LINE登録直後に商品を案内してはいけませんか?
必ず避ける必要はありません。すでに発信者をよく知っている人や、内容が明確な低価格商品なら購入される場合もあります。ただし、初めて知った人には判断材料が不足しやすいため、対象者、内容、向いていない人まで説明する必要があります。
LINEとメルマガはどちらを使うべきですか?
長めの解説や順番に理解してほしい内容はメルマガ、短い案内、確認、相談はLINEが使いやすい場合があります。最初から両方を複雑に運用せず、一つの流れを完成させてから必要に応じて追加する方法があります。
無料プレゼントを渡したあと、何を送ればいいですか?
無料プレゼントの内容を実践するための記事やワークを案内します。そのあと、一人で判断するのが難しい人へ相談窓口を知らせる流れが作れます。無料プレゼントと関係のない商品を急に案内しないことが大切です。
文章を書くのが苦手でもステップ配信を作れますか?
一通ごとの目的を先に決めれば作りやすくなります。お礼と受け取り案内、次の実践、相談窓口という3つへ分け、各メッセージで伝えることを一つに絞ってください。長い説明は記事や動画へ移せます。
配信する間隔はどのくらいがいいですか?
内容を実践するのに必要な時間で考えます。無料動画を見た直後に記事へ進めるなら短い間隔でもよいですが、ワークに時間がかかる場合は余裕を持たせます。日数だけで決めず、読者が次へ進める状態かを基準にしてください。
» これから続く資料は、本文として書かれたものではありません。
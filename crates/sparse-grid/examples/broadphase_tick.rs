//! A minimal broadphase tick: mutate serially, then query.
//!
//! Scatters a few hundred projectiles in a 100-unit grid, moves them one
//! step, and runs the two query engines — a cached radial query around the
//! player and a closest-hit trace along the aim direction.
//!
//! Run with: `cargo run -p sparse-grid --example broadphase_tick`

use nalgebra::{Point3, Vector3};
use sparse_grid::{Bounds, GridSemantics, LineTrace, SpatialGrid, SphereQueryBuilder};

const PROJECTILES: usize = 400;

struct Arena;

impl GridSemantics for Arena {
    const CELL_SIZE: f64 = 100.0;
    const MAX_ELEMENT_RADIUS: f64 = 49.0;
    type ElementData = Projectile;
}

struct Projectile {
    velocity: Vector3<f64>,
}

fn main() {
    let mut grid: SpatialGrid<Arena> = SpatialGrid::new();

    // Deterministic scatter on a spiral, with a sideways drift.
    let mut ids = Vec::with_capacity(PROJECTILES);
    for i in 0..PROJECTILES {
        let angle = (i as f64) * 0.37;
        let reach = 30.0 + (i as f64) * 2.0;
        let origin = Point3::new(
            reach * angle.cos(),
            reach * angle.sin(),
            (i as f64 % 7.0) * 40.0 - 120.0,
        );
        let id = grid.add_element(
            Bounds::Sphere {
                origin,
                radius: 4.0,
            },
            Projectile {
                velocity: Vector3::new(-angle.sin(), angle.cos(), 0.0) * 25.0,
            },
        );
        ids.push(id);
    }

    // Serial mutation phase: advance every projectile one step.
    for &id in &ids {
        let Some(element) = grid.get_element(id) else {
            continue;
        };
        let next = element.bounds().origin() + element.data().velocity;
        grid.update_element_location(id, next);
    }
    grid.clear_empty_cells();

    println!(
        "grid: {} projectiles across {} cells",
        grid.num_elements(),
        grid.num_cells()
    );

    // Read phase. The cached query classifies its cell shells once and can
    // be reused for every origin of interest.
    let player = Point3::new(0.0, 0.0, 0.0);
    let nearby = SphereQueryBuilder::<Arena>::new().radius(250.0).build_cached();

    let mut threats = 0;
    nearby.set_origin(player).each(&grid, |_, element| {
        let toward = player - element.bounds().origin();
        if toward.dot(&element.data().velocity) > 0.0 {
            threats += 1;
        }
    });
    println!("radial query: {threats} projectiles inbound within 250 units");

    let aim = LineTrace::new(player, Point3::new(900.0, 120.0, 0.0));
    let hit = aim.single(&grid);
    if hit.blocking_hit {
        println!(
            "trace: first projectile along the aim line at {:.1?}, normal {:.1?}",
            hit.impact_point, hit.impact_normal
        );
    } else {
        println!("trace: aim line is clear");
    }
}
LINE配信の反応が悪いときは何を直せばいいですか?
まず、登録特典と配信内容がつながっているか、一通の目的が一つか、リンク先を見る理由が伝わっているかを確認します。相談で届く質問や、読者が止まる場所をもとに、文章と順番を一つずつ変更してください。
LINEだけで商品販売まで完結できますか?
商品によっては可能ですが、詳しい説明をすべてLINEへ入れると長くなります。ブログ、動画、販売ページなどへ役割を分け、LINEは次に見る場所や相談窓口を案内する使い方が読みやすくなります。
まとめ|LINEステップ配信は、次の行動を迷わせないために作る
LINEステップ配信は、登録者へ商品を自動で売り込むための仕組みではありません。
無料コンテンツを受け取る。次の記事やワークを実践する。必要な場合は相談する。
この流れを迷わず進めるための短い案内を、決めた順番で届ける仕組みです。
- LINEは長い教育より、短い案内や相談に向いている
- 無料コンテンツと次の行動を一つの悩みでつなげる
- 最初は3通から作り、一通の目的を一つに絞る
- 長い説明は動画、記事、メールへ任せる
- 配信後の質問や反応を見て改善する
最初から長いシナリオを作る必要はありません。
まずは、登録直後の案内、実践記事への案内、相談窓口の案内という3通を下書きします。
そのうえで、自分のスマホから読み、次の行動が一つに絞られているか確認してください。
LINEステップ配信で大切なのは、配信数を増やすことではなく、読者が今どこにいて、次に何をすればいいか分かる状態を作ることです。